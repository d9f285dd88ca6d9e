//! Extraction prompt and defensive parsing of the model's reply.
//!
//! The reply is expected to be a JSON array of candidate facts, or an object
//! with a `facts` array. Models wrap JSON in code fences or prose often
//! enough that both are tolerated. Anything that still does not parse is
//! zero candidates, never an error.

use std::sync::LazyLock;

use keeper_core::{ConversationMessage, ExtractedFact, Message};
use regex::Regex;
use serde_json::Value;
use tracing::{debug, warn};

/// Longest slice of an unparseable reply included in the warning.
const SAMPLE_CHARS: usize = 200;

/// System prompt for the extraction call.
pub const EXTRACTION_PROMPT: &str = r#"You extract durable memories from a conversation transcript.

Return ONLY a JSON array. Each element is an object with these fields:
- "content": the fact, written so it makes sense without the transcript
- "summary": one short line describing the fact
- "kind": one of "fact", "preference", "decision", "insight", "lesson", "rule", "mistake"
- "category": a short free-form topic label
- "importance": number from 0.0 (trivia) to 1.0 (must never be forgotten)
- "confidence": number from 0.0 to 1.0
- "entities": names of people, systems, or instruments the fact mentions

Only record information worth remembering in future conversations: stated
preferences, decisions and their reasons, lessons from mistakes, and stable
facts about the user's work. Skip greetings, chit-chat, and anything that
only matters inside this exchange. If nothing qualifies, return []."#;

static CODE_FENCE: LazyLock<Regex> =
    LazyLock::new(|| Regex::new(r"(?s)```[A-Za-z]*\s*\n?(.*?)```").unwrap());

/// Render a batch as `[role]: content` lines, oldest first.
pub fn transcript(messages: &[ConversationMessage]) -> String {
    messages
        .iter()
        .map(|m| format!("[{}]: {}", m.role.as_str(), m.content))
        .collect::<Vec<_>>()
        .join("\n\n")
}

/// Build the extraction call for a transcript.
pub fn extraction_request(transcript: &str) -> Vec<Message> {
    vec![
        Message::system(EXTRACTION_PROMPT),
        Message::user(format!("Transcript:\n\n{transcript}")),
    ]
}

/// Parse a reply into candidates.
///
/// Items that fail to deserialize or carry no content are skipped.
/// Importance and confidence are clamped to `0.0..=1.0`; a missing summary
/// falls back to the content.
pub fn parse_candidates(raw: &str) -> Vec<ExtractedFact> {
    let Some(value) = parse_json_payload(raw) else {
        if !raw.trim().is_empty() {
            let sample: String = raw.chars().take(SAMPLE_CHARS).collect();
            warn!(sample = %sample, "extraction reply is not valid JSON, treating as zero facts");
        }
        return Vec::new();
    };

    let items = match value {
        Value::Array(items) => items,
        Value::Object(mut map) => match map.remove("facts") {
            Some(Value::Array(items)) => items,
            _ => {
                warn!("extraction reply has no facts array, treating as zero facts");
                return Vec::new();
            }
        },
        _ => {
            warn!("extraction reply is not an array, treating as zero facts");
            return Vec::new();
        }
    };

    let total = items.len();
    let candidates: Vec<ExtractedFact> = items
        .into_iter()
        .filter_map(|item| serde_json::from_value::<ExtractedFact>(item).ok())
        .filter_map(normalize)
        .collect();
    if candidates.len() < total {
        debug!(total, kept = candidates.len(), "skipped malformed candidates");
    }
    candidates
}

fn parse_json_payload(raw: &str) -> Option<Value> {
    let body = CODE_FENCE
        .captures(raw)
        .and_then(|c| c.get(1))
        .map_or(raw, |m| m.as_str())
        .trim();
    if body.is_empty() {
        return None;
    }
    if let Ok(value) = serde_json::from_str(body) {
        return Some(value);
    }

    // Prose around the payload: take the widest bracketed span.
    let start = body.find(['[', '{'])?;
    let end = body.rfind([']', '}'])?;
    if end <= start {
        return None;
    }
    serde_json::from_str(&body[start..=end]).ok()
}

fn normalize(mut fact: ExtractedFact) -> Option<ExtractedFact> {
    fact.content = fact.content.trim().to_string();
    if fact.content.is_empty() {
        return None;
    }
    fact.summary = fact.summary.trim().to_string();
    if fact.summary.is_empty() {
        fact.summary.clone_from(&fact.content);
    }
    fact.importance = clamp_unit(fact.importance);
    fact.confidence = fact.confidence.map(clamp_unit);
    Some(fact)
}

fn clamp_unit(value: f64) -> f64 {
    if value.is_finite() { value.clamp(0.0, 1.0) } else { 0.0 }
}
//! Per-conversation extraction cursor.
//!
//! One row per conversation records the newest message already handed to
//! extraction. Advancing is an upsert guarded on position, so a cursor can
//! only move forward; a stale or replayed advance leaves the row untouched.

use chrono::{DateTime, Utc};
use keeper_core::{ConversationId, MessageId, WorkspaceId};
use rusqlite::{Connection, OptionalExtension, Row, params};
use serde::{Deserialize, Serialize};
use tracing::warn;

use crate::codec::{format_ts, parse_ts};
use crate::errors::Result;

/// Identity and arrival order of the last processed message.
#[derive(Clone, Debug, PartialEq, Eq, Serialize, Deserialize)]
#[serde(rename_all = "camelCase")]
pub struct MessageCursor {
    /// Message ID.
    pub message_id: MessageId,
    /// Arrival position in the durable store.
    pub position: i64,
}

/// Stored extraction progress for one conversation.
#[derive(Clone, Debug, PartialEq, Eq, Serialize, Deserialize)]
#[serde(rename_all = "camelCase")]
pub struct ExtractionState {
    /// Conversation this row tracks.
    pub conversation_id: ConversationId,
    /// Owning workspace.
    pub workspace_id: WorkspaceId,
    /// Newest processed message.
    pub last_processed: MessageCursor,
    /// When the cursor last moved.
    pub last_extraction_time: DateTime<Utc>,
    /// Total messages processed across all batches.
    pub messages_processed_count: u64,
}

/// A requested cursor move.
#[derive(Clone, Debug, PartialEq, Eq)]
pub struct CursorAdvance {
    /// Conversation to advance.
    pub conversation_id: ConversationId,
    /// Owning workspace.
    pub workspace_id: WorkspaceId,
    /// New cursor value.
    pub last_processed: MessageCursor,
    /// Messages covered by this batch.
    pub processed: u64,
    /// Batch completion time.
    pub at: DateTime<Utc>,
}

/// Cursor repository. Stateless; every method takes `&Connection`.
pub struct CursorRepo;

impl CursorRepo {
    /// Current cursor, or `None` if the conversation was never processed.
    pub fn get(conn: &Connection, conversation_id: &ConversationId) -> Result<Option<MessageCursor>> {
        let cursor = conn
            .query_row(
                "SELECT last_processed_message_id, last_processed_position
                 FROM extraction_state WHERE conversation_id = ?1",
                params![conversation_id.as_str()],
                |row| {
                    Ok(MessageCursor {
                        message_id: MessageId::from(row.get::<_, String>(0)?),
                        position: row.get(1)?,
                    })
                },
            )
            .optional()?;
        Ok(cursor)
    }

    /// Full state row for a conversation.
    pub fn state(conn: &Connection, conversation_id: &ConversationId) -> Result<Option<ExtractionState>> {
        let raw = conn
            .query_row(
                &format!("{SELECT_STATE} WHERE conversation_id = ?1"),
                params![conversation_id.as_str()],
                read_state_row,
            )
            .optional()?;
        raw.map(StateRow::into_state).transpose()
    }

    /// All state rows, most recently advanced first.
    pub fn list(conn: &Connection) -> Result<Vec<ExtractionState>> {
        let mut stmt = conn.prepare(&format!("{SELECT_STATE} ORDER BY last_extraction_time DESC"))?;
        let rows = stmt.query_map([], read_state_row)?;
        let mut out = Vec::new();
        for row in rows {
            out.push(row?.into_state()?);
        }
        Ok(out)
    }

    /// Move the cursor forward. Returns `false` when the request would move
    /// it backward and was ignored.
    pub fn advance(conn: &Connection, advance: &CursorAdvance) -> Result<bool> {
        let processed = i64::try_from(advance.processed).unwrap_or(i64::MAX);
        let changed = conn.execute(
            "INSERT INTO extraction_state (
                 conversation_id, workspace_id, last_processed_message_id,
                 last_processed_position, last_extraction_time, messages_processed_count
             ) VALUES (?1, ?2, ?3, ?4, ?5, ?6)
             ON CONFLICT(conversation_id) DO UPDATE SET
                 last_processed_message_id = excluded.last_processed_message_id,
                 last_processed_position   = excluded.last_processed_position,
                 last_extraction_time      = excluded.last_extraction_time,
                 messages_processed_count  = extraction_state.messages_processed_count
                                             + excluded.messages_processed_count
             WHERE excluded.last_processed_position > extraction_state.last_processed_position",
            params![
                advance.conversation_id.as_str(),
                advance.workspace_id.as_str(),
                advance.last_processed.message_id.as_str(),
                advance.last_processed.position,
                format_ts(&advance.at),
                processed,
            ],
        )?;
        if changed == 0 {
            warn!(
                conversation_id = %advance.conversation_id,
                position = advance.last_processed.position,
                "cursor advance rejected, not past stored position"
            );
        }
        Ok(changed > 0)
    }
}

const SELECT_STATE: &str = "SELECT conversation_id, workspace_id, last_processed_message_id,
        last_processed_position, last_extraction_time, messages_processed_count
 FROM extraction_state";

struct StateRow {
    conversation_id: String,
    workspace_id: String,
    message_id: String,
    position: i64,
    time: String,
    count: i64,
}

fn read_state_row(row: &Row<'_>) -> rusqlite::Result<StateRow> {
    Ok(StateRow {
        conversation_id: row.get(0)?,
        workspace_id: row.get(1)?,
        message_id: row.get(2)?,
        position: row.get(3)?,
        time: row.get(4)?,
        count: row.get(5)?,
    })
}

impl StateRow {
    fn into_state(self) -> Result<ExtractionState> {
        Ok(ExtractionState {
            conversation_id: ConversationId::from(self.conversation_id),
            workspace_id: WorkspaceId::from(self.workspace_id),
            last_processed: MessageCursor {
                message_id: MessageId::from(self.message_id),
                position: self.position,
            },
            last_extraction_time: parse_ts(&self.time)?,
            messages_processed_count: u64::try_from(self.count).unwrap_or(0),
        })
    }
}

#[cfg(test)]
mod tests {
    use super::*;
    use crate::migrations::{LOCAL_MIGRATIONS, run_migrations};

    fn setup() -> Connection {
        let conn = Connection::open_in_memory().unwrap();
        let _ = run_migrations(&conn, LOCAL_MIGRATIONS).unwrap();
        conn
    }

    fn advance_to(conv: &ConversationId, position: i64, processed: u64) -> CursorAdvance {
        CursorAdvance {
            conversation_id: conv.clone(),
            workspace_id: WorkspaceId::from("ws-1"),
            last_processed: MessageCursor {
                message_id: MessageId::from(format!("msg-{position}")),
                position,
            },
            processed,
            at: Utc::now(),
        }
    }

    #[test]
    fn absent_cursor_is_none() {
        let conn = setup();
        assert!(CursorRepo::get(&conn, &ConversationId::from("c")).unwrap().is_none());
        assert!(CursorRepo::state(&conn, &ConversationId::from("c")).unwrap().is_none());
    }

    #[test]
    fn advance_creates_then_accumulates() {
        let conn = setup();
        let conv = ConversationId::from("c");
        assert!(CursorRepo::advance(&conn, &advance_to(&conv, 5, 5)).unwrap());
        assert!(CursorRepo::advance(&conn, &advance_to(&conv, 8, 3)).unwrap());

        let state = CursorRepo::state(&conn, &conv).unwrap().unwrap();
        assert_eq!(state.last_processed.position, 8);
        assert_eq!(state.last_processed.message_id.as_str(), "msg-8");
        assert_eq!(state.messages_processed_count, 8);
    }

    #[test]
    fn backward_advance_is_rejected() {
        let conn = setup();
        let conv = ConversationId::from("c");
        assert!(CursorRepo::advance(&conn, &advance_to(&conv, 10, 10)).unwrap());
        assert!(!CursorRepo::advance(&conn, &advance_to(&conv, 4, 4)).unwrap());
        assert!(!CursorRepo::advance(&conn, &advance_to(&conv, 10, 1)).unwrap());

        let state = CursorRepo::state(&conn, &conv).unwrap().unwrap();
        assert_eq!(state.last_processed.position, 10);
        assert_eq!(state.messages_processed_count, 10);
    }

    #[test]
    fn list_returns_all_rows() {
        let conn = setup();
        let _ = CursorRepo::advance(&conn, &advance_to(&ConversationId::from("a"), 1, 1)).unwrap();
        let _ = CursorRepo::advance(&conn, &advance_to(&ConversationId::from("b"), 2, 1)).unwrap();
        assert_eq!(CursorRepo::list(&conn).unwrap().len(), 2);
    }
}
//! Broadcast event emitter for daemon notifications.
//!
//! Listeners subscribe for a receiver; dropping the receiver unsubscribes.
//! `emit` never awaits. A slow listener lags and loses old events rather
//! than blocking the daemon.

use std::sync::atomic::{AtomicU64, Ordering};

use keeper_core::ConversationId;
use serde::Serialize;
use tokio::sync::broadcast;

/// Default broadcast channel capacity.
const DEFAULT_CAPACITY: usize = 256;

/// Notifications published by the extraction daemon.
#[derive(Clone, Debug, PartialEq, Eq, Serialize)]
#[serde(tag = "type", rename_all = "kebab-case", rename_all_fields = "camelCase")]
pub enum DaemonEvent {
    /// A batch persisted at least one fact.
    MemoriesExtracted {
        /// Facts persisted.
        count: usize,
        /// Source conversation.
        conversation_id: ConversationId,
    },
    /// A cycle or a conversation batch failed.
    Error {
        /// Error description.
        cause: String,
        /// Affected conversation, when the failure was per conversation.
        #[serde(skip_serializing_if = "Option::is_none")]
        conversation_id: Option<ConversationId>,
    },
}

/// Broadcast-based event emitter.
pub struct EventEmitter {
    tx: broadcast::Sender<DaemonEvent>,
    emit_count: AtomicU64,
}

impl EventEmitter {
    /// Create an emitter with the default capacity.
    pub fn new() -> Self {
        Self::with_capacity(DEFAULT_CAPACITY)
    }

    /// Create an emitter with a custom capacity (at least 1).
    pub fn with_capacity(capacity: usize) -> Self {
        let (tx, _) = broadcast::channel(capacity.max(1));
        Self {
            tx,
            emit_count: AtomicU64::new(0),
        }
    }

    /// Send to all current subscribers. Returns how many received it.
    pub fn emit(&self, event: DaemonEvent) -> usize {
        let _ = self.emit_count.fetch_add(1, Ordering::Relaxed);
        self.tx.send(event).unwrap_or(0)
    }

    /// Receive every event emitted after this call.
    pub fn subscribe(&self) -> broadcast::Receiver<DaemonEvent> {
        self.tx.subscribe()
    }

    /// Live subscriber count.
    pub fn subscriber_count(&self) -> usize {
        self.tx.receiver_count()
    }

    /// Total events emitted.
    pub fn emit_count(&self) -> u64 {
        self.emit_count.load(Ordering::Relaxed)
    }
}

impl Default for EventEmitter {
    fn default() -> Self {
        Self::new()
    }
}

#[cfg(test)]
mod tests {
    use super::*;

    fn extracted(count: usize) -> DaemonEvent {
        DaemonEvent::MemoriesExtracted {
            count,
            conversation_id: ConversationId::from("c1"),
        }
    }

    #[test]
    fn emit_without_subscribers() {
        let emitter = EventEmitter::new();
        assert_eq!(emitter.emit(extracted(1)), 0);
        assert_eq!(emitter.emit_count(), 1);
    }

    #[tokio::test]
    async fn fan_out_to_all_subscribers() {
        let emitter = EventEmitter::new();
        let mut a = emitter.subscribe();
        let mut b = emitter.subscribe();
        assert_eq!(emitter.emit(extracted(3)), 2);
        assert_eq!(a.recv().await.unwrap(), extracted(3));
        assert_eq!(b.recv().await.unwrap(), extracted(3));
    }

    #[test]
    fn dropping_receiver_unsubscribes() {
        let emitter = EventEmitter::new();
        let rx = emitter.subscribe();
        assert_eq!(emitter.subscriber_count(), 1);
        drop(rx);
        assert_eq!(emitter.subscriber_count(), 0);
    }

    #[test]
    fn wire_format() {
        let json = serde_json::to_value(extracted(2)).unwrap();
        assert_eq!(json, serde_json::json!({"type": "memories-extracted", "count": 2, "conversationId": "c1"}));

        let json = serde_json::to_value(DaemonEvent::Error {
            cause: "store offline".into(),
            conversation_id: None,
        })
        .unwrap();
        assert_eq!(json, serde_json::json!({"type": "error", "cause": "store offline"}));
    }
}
------
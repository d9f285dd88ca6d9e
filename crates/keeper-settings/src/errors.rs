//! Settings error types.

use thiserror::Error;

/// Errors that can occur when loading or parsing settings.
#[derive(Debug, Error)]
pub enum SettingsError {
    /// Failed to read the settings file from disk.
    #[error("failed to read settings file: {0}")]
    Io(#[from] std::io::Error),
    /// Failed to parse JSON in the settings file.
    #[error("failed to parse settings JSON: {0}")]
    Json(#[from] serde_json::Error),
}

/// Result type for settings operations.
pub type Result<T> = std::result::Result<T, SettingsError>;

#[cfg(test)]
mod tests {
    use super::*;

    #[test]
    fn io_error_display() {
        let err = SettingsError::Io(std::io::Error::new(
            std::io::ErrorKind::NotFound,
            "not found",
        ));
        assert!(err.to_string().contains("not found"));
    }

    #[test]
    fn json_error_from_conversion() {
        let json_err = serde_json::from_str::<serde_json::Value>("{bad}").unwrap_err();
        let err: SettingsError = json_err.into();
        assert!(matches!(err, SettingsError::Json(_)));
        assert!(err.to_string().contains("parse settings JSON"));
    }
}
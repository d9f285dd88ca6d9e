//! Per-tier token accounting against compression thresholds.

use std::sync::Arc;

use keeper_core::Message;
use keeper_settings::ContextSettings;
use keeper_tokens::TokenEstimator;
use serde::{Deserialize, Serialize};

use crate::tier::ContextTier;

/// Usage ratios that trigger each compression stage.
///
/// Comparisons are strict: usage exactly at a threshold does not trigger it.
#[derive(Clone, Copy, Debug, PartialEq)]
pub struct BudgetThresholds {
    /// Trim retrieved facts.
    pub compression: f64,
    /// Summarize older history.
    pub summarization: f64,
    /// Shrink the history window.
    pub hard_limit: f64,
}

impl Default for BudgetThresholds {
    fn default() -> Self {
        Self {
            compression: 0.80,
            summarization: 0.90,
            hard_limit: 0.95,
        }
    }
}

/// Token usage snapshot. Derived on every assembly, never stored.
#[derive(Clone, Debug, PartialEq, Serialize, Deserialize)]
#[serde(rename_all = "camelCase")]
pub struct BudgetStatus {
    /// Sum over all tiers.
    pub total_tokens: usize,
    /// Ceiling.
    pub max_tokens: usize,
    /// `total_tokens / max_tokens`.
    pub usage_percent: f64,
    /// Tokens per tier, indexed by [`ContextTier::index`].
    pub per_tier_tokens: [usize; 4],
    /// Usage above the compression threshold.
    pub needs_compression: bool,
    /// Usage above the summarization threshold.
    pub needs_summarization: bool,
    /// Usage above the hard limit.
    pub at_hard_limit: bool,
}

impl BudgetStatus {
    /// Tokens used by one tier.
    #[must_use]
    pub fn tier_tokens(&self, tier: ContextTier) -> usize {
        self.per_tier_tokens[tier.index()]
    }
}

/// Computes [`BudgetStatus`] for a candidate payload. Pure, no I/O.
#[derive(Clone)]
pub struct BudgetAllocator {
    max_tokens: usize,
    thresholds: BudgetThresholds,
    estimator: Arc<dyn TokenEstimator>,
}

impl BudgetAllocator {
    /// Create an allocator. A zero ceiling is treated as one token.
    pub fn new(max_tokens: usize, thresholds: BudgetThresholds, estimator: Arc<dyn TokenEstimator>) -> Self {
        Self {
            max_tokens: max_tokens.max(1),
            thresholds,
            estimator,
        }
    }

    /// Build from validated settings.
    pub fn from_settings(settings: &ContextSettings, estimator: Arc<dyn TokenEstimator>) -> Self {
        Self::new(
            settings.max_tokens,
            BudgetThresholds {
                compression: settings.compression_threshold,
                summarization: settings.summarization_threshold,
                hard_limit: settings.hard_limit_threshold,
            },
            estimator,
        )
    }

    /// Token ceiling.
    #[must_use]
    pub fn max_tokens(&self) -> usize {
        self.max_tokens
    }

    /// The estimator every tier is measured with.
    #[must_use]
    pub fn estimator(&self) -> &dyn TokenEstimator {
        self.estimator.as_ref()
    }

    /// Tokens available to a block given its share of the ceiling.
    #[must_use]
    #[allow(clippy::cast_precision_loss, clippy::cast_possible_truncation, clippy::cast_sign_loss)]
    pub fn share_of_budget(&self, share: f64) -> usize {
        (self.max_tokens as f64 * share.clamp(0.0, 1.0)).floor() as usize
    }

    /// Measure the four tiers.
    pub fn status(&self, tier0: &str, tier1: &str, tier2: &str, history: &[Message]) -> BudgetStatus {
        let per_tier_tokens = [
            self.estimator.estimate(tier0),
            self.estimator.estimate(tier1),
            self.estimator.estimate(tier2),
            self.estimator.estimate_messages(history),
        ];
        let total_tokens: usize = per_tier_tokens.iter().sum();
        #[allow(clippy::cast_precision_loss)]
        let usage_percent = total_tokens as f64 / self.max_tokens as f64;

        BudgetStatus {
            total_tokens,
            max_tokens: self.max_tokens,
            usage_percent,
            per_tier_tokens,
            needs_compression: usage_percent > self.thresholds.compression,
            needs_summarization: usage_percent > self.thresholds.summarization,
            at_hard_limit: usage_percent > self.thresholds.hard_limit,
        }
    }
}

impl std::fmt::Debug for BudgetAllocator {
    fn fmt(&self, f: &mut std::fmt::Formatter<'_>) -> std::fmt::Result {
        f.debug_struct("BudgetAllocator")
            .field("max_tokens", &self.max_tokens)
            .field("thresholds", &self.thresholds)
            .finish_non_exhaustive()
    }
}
------
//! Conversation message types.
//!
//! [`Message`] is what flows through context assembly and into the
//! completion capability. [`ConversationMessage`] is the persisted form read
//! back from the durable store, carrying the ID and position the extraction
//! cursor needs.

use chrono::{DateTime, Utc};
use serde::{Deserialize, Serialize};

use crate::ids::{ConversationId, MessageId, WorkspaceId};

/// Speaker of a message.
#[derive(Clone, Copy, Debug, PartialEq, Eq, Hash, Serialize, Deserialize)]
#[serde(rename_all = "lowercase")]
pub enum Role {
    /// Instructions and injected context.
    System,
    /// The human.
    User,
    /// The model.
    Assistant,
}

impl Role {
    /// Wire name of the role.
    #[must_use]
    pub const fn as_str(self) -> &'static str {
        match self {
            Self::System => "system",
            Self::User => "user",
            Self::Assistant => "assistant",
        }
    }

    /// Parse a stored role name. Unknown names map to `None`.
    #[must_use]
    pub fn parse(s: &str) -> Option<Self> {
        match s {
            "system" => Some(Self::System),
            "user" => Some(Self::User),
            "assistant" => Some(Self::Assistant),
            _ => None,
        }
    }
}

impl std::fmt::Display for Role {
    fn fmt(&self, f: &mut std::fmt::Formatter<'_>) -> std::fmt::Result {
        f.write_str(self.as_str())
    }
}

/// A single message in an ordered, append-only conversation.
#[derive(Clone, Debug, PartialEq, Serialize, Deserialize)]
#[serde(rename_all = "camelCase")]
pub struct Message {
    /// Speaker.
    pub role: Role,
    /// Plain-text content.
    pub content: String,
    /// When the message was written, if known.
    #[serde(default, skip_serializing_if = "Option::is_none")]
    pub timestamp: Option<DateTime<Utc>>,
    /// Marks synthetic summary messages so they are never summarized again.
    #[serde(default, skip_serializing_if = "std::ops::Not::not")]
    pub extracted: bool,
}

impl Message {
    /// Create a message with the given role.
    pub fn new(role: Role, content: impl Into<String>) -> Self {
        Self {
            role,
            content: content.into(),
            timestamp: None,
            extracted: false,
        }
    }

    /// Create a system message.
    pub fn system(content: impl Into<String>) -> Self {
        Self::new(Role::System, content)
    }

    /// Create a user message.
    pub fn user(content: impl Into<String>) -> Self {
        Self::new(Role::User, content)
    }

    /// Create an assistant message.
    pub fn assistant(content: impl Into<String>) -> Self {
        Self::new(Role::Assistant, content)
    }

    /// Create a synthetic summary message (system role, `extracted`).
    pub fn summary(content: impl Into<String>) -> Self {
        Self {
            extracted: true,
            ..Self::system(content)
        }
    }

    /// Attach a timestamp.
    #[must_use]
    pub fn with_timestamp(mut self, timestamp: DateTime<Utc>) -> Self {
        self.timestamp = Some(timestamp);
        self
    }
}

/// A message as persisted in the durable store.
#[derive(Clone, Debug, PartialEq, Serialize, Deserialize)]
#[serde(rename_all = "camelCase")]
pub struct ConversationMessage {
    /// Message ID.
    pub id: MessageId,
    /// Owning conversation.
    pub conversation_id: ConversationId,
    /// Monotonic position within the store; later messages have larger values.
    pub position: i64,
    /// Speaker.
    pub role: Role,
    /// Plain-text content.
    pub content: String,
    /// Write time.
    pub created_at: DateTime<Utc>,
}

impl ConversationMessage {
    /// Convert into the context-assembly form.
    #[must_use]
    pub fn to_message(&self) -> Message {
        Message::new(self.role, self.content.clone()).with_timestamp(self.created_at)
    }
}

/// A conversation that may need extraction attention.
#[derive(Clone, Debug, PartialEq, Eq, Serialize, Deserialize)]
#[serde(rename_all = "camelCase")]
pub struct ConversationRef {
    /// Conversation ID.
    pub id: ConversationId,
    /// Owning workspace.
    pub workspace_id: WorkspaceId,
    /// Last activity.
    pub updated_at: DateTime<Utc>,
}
------
- **Your goal**:
State, as a bare number, how many lines of the listing hold the word "call".

- **Task output**:
3